Action item:
Check the listing below line by line and report how many lines hold "index", with no other words.

Data in this exercise:
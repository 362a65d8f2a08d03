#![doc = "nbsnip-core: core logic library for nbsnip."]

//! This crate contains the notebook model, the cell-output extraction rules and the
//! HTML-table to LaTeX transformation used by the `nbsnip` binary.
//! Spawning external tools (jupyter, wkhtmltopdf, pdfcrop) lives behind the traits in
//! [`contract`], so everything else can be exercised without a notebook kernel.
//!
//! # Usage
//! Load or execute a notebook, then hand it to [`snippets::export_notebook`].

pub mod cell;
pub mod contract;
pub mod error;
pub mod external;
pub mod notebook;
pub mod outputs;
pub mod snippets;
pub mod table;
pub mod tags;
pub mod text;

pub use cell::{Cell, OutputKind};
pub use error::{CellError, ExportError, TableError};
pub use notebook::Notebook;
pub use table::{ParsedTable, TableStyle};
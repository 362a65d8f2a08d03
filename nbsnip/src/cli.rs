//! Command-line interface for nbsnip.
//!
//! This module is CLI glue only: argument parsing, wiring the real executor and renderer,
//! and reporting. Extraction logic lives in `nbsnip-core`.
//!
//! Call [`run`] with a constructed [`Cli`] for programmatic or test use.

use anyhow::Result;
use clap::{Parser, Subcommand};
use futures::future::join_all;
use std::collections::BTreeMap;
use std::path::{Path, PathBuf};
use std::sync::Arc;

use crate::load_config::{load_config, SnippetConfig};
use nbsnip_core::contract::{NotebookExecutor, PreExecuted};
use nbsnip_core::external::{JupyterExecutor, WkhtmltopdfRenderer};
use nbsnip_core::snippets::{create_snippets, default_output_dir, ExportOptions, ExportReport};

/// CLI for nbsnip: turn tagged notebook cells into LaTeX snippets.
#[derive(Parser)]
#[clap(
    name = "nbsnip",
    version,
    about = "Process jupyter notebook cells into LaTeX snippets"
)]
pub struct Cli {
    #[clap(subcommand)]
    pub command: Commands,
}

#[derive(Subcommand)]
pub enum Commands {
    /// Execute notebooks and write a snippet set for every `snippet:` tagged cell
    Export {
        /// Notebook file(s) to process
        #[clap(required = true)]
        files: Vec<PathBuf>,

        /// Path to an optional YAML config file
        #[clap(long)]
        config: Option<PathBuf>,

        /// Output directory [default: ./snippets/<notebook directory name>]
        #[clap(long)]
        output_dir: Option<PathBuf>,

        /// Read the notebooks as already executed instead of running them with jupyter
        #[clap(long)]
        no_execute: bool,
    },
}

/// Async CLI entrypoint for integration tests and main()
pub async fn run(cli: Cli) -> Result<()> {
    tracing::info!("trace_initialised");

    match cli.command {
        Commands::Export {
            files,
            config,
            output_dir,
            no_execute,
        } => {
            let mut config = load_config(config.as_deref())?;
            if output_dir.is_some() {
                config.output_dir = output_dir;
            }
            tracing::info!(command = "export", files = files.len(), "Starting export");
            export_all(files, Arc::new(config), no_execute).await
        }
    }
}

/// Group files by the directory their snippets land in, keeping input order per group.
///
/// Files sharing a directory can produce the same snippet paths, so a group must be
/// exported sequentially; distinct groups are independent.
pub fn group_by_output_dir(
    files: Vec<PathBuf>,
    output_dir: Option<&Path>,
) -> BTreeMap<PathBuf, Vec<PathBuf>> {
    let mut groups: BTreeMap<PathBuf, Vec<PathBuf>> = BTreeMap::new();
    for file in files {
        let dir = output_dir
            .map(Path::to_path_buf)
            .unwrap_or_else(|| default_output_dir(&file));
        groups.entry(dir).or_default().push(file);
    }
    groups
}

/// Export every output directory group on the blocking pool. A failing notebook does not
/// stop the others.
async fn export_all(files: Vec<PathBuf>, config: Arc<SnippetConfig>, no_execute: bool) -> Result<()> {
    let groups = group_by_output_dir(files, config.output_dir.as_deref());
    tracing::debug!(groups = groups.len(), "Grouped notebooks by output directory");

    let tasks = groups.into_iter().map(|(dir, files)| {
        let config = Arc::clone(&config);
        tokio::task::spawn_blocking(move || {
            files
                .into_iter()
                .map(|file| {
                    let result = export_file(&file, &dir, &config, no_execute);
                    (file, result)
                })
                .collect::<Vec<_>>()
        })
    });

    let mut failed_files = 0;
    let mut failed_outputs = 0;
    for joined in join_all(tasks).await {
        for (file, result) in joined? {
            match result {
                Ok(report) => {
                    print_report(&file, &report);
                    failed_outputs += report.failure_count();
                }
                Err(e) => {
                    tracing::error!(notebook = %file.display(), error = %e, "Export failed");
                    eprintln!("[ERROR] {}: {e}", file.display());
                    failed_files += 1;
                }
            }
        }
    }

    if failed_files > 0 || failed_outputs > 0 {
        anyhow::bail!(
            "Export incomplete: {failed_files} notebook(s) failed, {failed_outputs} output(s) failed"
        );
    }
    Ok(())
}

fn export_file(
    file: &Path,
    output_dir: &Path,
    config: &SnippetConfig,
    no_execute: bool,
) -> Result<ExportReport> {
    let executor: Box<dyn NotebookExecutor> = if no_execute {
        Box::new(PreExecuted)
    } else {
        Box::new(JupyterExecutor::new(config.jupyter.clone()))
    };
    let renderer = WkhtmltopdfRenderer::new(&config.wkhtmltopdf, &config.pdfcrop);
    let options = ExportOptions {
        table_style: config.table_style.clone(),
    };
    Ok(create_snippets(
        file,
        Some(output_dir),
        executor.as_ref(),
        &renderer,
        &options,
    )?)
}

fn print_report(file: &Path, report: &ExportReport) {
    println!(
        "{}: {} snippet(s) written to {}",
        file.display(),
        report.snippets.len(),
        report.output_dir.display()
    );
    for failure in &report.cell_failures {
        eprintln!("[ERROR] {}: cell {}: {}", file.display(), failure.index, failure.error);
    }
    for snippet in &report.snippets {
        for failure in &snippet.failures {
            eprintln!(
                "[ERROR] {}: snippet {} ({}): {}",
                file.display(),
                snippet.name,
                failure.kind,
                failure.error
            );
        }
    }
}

...

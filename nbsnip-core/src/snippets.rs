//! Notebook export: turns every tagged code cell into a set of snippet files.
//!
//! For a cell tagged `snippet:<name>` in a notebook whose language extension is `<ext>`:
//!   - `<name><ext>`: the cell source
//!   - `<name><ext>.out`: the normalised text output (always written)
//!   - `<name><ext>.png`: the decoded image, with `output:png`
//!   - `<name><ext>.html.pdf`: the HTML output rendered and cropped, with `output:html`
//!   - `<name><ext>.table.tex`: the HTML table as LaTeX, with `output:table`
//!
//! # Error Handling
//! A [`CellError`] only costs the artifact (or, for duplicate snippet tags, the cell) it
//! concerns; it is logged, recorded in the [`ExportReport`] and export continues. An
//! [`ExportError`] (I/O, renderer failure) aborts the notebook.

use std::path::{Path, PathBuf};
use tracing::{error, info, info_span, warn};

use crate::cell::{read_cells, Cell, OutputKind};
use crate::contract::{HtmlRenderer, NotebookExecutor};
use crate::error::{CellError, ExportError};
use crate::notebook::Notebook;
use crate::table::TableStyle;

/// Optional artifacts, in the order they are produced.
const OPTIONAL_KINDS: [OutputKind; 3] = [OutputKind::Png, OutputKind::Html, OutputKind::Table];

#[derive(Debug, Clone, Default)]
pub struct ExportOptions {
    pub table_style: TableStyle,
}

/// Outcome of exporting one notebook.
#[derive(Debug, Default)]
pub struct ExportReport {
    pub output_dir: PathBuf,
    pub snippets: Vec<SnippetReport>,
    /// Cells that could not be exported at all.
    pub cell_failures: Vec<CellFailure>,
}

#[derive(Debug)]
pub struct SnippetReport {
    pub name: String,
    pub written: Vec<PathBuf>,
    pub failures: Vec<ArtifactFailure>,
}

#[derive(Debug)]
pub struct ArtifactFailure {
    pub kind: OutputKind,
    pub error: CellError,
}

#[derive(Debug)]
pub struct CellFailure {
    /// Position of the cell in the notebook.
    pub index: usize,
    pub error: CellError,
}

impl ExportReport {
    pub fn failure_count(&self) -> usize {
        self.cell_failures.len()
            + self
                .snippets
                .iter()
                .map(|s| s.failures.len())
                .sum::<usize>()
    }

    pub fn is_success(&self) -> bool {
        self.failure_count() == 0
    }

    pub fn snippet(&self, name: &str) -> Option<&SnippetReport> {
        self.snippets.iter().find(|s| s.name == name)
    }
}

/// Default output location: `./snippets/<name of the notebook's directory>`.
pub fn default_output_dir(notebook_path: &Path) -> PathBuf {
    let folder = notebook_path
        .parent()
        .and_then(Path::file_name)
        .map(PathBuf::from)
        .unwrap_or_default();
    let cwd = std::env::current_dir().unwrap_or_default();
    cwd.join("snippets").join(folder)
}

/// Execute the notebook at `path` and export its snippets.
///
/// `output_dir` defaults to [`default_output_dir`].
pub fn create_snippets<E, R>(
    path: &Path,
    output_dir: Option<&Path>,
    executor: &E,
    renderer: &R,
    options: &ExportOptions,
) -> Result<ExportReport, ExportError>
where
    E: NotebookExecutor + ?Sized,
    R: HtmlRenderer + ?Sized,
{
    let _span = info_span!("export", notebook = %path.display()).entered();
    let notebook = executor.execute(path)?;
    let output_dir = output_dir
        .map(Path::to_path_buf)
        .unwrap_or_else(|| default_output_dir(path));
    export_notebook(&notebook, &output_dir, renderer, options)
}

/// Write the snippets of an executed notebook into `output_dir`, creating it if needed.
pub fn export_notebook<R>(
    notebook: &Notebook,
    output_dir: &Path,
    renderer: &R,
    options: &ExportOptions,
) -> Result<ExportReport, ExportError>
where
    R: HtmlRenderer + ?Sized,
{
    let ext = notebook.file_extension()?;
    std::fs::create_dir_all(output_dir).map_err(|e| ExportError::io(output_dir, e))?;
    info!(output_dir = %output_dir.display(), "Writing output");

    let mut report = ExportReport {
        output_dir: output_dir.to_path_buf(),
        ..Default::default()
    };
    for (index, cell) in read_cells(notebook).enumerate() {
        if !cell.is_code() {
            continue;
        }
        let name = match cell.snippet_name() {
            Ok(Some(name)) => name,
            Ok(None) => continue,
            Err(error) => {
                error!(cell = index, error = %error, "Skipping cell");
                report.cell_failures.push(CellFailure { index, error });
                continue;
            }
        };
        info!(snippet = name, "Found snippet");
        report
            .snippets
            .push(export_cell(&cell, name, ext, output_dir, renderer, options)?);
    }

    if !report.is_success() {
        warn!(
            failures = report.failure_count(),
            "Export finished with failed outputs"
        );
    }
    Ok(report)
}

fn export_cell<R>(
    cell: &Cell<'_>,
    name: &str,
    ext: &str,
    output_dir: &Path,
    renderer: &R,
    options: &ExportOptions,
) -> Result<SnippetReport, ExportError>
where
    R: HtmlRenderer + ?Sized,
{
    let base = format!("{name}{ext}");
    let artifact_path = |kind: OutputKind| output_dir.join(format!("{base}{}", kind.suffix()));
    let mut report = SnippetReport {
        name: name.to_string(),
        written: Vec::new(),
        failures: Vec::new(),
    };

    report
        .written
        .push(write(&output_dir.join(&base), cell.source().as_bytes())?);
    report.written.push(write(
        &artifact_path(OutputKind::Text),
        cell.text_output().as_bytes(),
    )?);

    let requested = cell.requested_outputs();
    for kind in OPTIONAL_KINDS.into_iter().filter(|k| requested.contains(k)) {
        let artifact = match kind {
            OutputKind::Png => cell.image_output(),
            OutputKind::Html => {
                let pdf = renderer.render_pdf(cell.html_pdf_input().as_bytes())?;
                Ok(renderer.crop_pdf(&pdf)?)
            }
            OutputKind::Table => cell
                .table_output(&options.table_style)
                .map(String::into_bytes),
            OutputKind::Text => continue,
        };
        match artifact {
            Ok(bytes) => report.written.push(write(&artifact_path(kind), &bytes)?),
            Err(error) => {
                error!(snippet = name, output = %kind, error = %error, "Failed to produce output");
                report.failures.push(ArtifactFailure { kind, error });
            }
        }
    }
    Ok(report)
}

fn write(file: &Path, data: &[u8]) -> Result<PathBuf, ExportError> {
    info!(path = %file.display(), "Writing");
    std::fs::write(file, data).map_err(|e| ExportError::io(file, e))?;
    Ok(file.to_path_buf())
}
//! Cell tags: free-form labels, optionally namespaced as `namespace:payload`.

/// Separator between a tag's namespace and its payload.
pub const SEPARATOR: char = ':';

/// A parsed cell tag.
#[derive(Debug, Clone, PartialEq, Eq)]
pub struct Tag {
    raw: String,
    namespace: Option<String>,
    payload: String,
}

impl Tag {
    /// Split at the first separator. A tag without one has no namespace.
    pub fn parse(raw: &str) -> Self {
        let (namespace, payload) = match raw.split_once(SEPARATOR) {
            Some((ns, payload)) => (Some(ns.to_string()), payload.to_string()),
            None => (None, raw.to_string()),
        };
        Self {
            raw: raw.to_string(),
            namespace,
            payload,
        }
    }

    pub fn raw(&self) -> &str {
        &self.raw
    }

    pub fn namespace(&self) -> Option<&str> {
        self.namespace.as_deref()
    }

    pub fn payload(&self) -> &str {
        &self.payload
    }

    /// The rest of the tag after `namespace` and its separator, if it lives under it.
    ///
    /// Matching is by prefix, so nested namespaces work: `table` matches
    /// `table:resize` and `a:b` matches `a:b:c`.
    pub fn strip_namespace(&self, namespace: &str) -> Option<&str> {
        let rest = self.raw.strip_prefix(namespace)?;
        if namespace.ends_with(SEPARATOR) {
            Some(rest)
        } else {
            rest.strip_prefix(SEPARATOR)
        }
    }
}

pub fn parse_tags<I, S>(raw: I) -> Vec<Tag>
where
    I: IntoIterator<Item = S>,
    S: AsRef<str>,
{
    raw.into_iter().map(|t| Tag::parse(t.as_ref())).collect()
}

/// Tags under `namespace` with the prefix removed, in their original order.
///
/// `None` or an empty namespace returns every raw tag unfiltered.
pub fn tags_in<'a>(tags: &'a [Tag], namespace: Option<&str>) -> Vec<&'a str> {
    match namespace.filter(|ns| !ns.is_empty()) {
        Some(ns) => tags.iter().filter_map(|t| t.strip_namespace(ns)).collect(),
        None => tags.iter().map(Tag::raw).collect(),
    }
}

Problem solution:
5